I don't represent any kind of official answer but it makes sense that touchesBegan->touchesMoved has a longer duration than touchesMoved->touchesMoved. It would be frustrating to developers if every touchesBegan came along with a bunch of accidental touchesMoved events. Apple must have determined (experimentally) some distance at which a touch becomes a drag. Once the touchesMoved has begun, there is no need to perform this test any more because every point until the next touchesUp is guaranteed to be a touchesMoved.
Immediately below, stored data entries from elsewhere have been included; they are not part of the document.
impl Store {
    /// Create a new store with the given database path.
    pub fn new<P: AsRef<Path>>(path: P) -> Result<Self, DbError> {
        let conn = Connection::open(path)?;
        let store = Self {
            conn: Arc::new(Mutex::new(conn)),
        };
        store.init()?;
        Ok(store)
    }

    /// Initialize the database with migrations.
    fn init(&self) -> Result<(), DbError> {
        let conn = self.conn()?;
        conn.execute_batch(include_str!("../../migrations/000001_init.up.sql"))
            .map_err(|e| DbError::Migration(format!("Migration 1 failed: {}", e)))?;
        Ok(())
    }

    fn conn(&self) -> Result<MutexGuard<'_, Connection>, DbError> {
        self.conn.lock().map_err(|_| DbError::Poisoned)
    }

    // --- Device CRUD ---

    /// Add a new device and return its ID.
    pub fn add_device(&self, device: &mut Device) -> Result<i64, DbError> {
        let conn = self.conn()?;
        let h = &device.health;
        conn.execute(
            "INSERT INTO devices (hostname, description, disabled, availability_method, ping_method,
                ping_port, ping_timeout, ping_retries, snmp_community, snmp_version, snmp_port,
                snmp_timeout, status, status_event_count, status_fail_date, status_rec_date,
                status_last_error, min_time, max_time, cur_time, avg_time, total_polls,
                failed_polls, availability)
             VALUES (?1, ?2, ?3, ?4, ?5, ?6, ?7, ?8, ?9, ?10, ?11, ?12, ?13, ?14, ?15, ?16,
                ?17, ?18, ?19, ?20, ?21, ?22, ?23, ?24)",
            params![
                device.hostname,
                device.description,
                device.disabled,
                device.availability_method.code(),
                device.ping_method.as_str(),
                device.ping_port,
                device.ping_timeout_ms as i64,
                device.ping_retries,
                h.snmp_community,
                h.snmp_version,
                device.snmp_port,
                device.snmp_timeout_ms as i64,
                h.status.code(),
                h.status_event_count,
                format_status_date(h.status_fail_date),
                format_status_date(h.status_rec_date),
                h.status_last_error,
                h.min_time,
                h.max_time,
                h.cur_time,
                h.avg_time,
                h.total_polls as i64,
                h.failed_polls as i64,
                h.availability,
            ],
        )?;
        let id = conn.last_insert_rowid();
        device.id = id;
        Ok(id)
    }

    /// Update a device's probe settings. The health record is left alone
    /// apart from the SNMP credentials it carries.
    pub fn update_device(&self, device: &Device) -> Result<(), DbError> {
        let conn = self.conn()?;
        let changed = conn.execute(
            "UPDATE devices SET hostname=?1, description=?2, disabled=?3, availability_method=?4,
                ping_method=?5, ping_port=?6, ping_timeout=?7, ping_retries=?8,
                snmp_community=?9, snmp_version=?10, snmp_port=?11, snmp_timeout=?12
             WHERE id=?13",
            params![
                device.hostname,
                device.description,
                device.disabled,
                device.availability_method.code(),
                device.ping_method.as_str(),
                device.ping_port,
                device.ping_timeout_ms as i64,
                device.ping_retries,
                device.health.snmp_community,
                device.health.snmp_version,
                device.snmp_port,
                device.snmp_timeout_ms as i64,
                device.id,
            ],
        )?;
        if changed == 0 {
            return Err(DbError::NotFound);
        }
        Ok(())
    }

    /// Get all devices.
    pub fn get_devices(&self) -> Result<Vec<Device>, DbError> {
        let conn = self.conn()?;
        let mut stmt = conn.prepare(&format!("SELECT {} FROM devices ORDER BY id", DEVICE_COLUMNS))?;
        let devices = stmt
            .query_map([], device_from_row)?
            .collect::<SqlResult<Vec<_>>>()?;
        Ok(devices)
    }

    /// Get a device by ID.
    pub fn get_device(&self, id: i64) -> Result<Device, DbError> {
        let conn = self.conn()?;
        let device = conn
            .query_row(
                &format!("SELECT {} FROM devices WHERE id = ?1", DEVICE_COLUMNS),
                params![id],
                device_from_row,
            )
            .optional()?;
        device.ok_or(DbError::NotFound)
    }

    /// Delete a device and its event log.
    pub fn delete_device(&self, id: i64) -> Result<(), DbError> {
        let conn = self.conn()?;
        conn.execute("DELETE FROM device_events WHERE device_id = ?1", params![id])?;
        conn.execute("DELETE FROM devices WHERE id = ?1", params![id])?;
        Ok(())
    }

    // --- Status ---

    /// Write a device's status record.
    pub fn save_device_status(&self, device_id: i64, h: &DeviceHealthRecord) -> Result<(), DbError> {
        let conn = self.conn()?;
        let changed = conn.execute(
            "UPDATE devices SET status=?1, status_event_count=?2, status_fail_date=?3,
                status_rec_date=?4, status_last_error=?5, min_time=?6, max_time=?7, cur_time=?8,
                avg_time=?9, total_polls=?10, failed_polls=?11, availability=?12
             WHERE id=?13",
            params![
                h.status.code(),
                h.status_event_count,
                format_status_date(h.status_fail_date),
                format_status_date(h.status_rec_date),
                h.status_last_error,
                h.min_time,
                h.max_time,
                h.cur_time,
                h.avg_time,
                h.total_polls as i64,
                h.failed_polls as i64,
                h.availability,
                device_id,
            ],
        )?;
        if changed == 0 {
            return Err(DbError::NotFound);
        }
        Ok(())
    }

    // --- Settings ---

    pub fn get_setting(&self, name: &str) -> Result<Option<String>, DbError> {
        let conn = self.conn()?;
        let value = conn
            .query_row(
                "SELECT value FROM settings WHERE name = ?1",
                params![name],
                |row| row.get(0),
            )
            .optional()?;
        Ok(value)
    }

    pub fn set_setting(&self, name: &str, value: &str) -> Result<(), DbError> {
        let conn = self.conn()?;
        conn.execute(
            "INSERT INTO settings (name, value) VALUES (?1, ?2)
             ON CONFLICT(name) DO UPDATE SET value=excluded.value",
            params![name, value],
        )?;
        Ok(())
    }

    // --- Device Events ---

    /// Append an entry to a device's event log.
    pub fn add_device_event(
        &self,
        device_id: i64,
        time: DateTime<Utc>,
        severity: Severity,
        message: &str,
    ) -> Result<i64, DbError> {
        let conn = self.conn()?;
        conn.execute(
            "INSERT INTO device_events (device_id, time, severity, message) VALUES (?1, ?2, ?3, ?4)",
            params![
                device_id,
                time.format(EVENT_TIME_FORMAT).to_string(),
                severity.as_str(),
                message,
            ],
        )?;
        Ok(conn.last_insert_rowid())
    }

    /// Most recent events for a device, newest first.
    pub fn get_device_events(&self, device_id: i64, limit: u32) -> Result<Vec<DeviceEvent>, DbError> {
        let conn = self.conn()?;
        let mut stmt = conn.prepare(
            "SELECT id, device_id, time, severity, message FROM device_events
             WHERE device_id = ?1 ORDER BY time DESC, id DESC LIMIT ?2",
        )?;

        let events = stmt
            .query_map(params![device_id, limit], |row| {
                let time_str: String = row.get(2)?;
                let severity: String = row.get(3)?;
                Ok(DeviceEvent {
                    id: row.get(0)?,
                    device_id: row.get(1)?,
                    time: parse_db_time(&time_str).unwrap_or_else(Utc::now),
                    severity: Severity::parse(&severity).unwrap_or(Severity::Info),
                    message: row.get(4)?,
                })
            })?
            .collect::<SqlResult<Vec<_>>>()?;

        Ok(events)
    }
}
This seems to be what you are saying in your original post, Rythmic Fistman, and I just wanted to elaborate a bit more and say that I agree with your reasoning. This means if you're calculating a "drag velocity" of some sort, you are required to use distance traveled as a factor, rather than depending on the frequency of the update timer (which is better practice anyway).

Kai
There's nothing intelligent about waiting 0.25 sec until an app gets reported about a dragging intend, if the only logical and possible thing IS an dragging intend (see UISlider for example). Apple must provide us with an option to disable any delay.
Thanks
Exactly @Thanks, also @Kai, perhaps the delay behaviour is desirable for gross input, but you need to be able to turn it off. Also it isn't applied to the other four touches. How do you justify that?